┌──
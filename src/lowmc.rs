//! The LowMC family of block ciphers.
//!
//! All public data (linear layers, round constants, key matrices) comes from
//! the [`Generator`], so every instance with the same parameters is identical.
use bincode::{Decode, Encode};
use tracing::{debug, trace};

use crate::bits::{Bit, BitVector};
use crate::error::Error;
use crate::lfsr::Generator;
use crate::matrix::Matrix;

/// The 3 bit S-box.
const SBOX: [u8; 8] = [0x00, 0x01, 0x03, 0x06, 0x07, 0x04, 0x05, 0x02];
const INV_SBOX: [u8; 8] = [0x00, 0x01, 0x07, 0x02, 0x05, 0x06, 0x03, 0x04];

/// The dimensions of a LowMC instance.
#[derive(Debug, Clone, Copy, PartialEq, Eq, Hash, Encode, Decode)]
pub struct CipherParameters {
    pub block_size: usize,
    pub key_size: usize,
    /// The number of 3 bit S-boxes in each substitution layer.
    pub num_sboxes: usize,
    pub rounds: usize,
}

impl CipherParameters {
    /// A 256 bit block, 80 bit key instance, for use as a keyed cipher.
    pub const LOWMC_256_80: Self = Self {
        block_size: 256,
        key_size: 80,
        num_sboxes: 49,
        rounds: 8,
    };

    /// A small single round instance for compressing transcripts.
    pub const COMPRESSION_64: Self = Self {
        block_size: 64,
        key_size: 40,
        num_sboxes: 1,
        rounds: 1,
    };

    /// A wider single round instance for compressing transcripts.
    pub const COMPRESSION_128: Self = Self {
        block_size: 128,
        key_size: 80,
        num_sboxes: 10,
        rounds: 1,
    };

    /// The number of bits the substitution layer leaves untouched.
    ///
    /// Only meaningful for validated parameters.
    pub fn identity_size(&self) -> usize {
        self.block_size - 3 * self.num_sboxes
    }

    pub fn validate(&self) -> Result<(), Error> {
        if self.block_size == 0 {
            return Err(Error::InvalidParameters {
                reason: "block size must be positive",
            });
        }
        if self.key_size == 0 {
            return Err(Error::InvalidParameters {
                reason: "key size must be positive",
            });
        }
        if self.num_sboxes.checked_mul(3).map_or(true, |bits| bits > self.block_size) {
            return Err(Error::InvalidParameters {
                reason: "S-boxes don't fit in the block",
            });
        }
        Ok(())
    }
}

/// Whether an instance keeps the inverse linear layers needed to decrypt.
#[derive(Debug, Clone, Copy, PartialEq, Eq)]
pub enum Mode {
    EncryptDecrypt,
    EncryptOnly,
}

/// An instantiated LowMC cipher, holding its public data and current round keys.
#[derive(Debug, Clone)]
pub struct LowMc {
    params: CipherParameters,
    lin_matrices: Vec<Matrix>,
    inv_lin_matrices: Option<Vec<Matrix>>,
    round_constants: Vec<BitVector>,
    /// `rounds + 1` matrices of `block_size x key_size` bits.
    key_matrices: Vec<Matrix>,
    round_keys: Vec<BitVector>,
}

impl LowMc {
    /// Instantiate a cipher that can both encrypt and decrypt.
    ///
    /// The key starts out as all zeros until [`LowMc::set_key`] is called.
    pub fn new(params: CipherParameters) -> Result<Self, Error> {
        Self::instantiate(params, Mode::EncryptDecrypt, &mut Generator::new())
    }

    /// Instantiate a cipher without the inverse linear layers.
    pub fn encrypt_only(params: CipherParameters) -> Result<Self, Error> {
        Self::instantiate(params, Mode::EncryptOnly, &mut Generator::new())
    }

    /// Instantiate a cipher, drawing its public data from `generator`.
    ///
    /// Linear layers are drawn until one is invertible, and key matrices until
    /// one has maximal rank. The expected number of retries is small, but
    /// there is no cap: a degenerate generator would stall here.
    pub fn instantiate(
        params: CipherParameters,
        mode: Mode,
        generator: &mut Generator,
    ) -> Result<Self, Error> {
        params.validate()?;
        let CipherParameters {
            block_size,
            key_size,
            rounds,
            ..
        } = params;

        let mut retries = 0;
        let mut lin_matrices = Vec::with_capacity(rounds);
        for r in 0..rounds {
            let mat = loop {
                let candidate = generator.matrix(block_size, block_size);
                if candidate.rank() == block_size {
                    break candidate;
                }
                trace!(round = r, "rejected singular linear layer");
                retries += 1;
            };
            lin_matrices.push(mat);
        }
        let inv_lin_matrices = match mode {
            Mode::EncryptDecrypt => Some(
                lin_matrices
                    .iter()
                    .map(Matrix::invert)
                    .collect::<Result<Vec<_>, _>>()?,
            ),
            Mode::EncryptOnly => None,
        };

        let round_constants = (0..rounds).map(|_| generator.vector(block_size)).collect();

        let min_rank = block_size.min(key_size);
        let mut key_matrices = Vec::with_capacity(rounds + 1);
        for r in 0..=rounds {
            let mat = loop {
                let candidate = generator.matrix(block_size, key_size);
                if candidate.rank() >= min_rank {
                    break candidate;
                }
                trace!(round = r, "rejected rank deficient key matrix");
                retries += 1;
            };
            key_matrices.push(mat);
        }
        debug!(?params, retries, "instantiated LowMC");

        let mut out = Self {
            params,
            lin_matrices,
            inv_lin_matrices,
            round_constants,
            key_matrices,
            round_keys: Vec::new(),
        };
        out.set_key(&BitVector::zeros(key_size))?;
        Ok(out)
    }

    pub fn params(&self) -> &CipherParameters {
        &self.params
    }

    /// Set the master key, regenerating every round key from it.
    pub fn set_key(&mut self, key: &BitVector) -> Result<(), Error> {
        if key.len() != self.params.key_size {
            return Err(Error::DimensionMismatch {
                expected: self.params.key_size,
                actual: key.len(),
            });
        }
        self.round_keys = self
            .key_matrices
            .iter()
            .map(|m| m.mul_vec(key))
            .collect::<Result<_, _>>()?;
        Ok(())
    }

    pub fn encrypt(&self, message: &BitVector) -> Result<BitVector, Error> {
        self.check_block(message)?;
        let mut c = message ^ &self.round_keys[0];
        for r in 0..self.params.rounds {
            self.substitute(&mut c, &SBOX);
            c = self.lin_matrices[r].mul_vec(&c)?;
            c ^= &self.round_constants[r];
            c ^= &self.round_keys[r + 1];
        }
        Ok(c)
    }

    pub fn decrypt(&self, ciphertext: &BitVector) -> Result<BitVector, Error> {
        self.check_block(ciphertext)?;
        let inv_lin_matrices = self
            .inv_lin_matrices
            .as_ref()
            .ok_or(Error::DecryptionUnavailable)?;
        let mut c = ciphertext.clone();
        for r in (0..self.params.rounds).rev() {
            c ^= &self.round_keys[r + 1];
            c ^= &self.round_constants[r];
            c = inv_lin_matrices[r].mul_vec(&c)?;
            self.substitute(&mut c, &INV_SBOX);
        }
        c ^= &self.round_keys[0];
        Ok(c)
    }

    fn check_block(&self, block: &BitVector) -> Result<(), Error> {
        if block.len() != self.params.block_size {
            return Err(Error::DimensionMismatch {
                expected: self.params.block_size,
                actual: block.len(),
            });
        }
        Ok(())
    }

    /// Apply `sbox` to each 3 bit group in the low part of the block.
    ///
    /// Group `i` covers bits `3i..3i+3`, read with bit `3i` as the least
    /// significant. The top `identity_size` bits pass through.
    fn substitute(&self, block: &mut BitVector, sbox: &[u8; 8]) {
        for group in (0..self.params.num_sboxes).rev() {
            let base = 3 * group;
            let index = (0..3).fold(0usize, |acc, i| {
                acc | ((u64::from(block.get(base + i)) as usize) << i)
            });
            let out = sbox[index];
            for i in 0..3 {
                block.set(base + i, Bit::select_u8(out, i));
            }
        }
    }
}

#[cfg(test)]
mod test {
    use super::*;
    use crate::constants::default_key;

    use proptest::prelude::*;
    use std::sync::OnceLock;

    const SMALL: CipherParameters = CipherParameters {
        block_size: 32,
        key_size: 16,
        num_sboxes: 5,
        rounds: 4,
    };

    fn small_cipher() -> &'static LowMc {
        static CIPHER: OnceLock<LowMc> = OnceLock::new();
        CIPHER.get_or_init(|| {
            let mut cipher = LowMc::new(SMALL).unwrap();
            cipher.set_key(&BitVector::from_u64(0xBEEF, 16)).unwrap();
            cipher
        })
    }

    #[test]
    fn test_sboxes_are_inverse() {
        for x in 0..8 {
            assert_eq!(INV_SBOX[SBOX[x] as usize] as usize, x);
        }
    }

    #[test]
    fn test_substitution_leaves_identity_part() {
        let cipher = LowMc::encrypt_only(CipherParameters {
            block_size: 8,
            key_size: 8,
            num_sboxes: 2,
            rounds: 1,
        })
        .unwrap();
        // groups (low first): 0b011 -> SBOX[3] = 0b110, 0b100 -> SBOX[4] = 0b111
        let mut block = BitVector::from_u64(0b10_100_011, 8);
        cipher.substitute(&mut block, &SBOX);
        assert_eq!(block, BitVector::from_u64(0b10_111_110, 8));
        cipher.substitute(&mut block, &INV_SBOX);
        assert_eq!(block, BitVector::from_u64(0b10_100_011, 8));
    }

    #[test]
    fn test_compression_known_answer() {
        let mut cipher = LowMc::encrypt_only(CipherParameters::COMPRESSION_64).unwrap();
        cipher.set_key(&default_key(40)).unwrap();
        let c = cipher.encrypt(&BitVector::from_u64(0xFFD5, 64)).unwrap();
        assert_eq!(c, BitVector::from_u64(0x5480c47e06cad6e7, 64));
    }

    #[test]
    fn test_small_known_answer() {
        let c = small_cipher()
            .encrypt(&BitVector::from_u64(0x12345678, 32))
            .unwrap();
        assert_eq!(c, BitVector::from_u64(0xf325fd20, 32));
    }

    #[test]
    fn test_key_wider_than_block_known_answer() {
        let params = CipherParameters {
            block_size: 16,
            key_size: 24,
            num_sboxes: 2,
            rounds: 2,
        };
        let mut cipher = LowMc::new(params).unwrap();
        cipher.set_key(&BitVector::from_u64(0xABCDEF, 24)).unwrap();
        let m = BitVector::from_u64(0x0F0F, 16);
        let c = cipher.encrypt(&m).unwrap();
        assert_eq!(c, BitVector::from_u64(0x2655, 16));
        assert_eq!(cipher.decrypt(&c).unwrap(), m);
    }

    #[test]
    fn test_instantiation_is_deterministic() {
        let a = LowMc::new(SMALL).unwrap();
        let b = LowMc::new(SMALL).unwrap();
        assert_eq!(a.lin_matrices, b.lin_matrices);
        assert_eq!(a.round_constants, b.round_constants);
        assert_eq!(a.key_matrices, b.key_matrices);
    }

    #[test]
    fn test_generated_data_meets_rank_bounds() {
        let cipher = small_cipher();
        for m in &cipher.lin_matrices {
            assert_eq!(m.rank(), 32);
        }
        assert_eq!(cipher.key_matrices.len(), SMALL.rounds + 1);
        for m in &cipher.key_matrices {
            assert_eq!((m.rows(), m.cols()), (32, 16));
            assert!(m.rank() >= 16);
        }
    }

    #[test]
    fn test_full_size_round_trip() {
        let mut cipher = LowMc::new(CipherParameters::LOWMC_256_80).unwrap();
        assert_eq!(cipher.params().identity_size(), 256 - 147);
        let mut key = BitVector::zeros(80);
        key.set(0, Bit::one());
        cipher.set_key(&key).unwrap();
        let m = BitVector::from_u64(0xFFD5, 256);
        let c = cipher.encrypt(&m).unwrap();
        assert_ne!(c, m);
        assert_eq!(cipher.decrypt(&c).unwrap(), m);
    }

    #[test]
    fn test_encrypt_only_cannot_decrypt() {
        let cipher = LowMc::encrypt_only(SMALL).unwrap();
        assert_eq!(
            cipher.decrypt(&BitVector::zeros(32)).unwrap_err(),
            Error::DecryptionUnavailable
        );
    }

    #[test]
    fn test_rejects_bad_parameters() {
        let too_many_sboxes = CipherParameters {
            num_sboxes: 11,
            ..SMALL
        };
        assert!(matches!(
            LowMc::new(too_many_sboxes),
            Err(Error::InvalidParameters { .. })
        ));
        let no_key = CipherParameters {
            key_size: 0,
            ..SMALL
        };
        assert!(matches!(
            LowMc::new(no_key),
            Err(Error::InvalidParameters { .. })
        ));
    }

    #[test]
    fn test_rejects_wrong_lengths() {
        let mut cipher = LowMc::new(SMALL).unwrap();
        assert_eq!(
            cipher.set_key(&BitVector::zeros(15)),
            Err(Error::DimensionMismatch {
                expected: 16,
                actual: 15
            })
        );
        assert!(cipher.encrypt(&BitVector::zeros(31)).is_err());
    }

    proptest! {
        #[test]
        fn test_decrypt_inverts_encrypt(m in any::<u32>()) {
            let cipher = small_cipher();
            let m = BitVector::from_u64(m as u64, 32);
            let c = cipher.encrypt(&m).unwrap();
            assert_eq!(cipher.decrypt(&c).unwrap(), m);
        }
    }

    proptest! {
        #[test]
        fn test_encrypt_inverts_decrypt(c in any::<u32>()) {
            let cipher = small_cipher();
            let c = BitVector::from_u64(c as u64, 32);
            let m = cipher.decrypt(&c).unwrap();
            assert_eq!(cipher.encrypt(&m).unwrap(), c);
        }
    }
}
└──
┌──
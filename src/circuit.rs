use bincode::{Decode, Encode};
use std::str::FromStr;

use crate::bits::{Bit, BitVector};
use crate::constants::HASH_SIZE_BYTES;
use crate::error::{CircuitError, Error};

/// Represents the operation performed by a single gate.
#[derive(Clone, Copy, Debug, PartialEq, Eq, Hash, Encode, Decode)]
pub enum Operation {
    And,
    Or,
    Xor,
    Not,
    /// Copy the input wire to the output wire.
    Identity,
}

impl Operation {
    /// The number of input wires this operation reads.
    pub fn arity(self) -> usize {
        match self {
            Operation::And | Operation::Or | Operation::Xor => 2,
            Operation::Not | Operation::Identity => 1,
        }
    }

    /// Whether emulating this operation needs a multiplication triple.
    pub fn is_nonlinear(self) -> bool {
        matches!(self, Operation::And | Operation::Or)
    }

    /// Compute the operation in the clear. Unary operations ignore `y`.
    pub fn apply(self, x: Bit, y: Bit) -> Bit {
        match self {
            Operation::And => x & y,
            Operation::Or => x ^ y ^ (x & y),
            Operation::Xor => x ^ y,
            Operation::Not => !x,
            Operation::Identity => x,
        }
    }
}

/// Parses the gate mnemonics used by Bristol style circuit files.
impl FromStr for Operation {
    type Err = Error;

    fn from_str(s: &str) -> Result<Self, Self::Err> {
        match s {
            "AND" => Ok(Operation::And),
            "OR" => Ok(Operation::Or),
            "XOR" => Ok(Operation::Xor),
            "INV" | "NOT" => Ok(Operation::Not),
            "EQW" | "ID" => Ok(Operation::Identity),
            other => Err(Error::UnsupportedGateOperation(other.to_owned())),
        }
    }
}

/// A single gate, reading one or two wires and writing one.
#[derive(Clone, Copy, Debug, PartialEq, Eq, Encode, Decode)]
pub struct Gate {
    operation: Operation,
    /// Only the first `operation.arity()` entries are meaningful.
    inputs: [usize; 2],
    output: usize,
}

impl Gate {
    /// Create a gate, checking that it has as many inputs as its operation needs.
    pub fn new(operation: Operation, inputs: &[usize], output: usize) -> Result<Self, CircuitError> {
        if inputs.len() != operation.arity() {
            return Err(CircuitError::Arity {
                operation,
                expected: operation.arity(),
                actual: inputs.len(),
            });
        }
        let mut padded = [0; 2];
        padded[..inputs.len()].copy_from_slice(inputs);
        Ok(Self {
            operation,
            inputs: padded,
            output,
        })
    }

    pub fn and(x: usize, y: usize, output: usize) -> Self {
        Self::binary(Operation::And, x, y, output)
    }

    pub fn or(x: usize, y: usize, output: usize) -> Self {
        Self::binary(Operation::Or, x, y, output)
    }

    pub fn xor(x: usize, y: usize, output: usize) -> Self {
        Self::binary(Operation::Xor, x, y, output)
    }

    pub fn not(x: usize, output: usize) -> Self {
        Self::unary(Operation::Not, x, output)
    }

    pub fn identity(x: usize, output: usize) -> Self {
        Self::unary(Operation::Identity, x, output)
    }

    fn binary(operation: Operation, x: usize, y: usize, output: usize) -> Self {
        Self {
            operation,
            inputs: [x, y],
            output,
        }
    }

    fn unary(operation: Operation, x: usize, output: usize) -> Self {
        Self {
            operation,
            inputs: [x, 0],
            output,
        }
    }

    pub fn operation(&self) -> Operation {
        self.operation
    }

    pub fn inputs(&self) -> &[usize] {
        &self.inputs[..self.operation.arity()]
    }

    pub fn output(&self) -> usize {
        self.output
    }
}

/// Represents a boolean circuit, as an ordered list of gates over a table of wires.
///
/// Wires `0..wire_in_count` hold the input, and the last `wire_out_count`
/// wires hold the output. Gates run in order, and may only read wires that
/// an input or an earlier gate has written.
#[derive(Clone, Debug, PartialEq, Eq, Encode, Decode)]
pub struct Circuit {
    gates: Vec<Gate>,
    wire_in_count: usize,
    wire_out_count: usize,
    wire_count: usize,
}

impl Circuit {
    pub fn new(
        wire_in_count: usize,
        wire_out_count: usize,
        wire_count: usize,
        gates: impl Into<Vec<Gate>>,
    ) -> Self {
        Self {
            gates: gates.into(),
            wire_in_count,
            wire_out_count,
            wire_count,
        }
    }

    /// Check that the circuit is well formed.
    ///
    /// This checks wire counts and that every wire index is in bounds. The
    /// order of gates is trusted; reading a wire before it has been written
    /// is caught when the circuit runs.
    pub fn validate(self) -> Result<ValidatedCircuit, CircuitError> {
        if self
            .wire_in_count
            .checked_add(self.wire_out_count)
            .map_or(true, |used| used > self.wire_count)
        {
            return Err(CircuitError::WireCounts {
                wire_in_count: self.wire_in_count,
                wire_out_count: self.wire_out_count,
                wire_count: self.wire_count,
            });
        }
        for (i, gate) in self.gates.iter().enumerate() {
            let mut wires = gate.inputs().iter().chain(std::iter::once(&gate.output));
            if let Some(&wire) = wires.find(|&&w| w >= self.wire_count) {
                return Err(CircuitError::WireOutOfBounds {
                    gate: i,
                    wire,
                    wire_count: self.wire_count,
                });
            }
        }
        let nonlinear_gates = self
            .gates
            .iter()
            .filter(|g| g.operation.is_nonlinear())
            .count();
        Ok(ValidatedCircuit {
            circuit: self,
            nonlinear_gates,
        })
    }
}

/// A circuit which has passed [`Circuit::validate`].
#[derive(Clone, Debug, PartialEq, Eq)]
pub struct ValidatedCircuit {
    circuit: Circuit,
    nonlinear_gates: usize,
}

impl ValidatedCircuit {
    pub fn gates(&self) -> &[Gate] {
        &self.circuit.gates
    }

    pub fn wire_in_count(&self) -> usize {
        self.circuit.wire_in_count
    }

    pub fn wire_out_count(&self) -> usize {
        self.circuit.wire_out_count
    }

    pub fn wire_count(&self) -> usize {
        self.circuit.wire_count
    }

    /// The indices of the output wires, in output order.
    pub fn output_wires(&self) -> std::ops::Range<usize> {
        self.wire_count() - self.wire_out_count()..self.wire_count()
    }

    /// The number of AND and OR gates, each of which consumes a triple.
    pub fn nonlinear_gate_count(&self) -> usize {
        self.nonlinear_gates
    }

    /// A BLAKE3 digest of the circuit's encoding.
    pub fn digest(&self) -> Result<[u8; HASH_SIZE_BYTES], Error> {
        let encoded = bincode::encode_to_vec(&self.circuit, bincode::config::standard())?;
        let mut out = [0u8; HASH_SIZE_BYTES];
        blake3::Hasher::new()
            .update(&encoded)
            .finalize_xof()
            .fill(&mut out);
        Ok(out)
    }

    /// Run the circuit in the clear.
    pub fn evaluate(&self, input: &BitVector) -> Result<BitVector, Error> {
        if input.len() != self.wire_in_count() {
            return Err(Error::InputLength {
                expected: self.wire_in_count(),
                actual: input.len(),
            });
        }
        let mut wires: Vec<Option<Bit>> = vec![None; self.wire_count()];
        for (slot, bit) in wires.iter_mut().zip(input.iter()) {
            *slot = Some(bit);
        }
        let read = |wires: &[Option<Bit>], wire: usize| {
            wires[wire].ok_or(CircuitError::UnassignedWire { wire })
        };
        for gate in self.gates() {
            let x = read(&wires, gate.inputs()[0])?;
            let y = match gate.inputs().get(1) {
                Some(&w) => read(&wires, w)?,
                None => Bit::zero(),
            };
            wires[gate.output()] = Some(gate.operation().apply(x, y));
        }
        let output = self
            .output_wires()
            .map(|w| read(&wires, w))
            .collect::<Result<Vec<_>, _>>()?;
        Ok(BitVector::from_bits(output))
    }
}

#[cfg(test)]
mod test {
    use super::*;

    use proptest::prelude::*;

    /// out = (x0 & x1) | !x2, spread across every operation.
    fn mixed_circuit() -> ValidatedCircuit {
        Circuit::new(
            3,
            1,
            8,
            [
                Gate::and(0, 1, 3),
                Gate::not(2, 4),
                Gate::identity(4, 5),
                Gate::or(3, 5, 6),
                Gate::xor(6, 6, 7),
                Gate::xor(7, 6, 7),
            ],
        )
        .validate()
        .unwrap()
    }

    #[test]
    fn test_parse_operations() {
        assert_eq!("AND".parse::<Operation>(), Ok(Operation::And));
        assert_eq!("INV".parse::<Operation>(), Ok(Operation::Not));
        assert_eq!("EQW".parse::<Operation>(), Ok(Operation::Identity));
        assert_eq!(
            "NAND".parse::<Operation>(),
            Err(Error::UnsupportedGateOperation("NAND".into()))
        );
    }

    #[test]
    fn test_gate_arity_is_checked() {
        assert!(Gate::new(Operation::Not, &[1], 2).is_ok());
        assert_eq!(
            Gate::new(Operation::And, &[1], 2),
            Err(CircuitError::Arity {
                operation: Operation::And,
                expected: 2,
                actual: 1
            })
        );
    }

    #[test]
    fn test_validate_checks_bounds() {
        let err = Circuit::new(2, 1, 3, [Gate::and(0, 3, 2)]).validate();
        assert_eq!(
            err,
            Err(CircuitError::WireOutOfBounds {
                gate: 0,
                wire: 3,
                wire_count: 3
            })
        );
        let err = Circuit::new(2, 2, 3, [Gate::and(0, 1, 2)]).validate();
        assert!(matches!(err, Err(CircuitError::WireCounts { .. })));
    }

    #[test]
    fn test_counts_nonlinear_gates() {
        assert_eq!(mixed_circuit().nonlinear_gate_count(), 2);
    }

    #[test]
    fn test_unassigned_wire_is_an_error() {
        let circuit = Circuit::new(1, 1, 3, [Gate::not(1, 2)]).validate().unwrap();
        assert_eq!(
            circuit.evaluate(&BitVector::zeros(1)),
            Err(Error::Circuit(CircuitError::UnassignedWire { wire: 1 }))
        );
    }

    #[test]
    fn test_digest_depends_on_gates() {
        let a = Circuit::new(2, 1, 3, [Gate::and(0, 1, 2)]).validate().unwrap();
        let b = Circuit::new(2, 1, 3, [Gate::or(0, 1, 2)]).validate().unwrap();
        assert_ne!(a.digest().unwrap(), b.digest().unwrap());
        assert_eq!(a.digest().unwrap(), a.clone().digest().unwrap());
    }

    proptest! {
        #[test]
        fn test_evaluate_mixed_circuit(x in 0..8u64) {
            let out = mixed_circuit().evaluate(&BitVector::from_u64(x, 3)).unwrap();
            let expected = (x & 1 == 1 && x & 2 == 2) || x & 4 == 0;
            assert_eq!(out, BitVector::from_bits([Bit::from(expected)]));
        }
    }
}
└──
Could you reproduce, exactly, every line above from the line with "pub const COMPRESSION_128: Self" to the line with "for validated parameters.", and no other line? Both ends count.

    pub const COMPRESSION_128: Self = Self {
        block_size: 128,
        key_size: 80,
        num_sboxes: 10,
        rounds: 1,
    };

    /// The number of bits the substitution layer leaves untouched.
    ///
    /// Only meaningful for validated parameters.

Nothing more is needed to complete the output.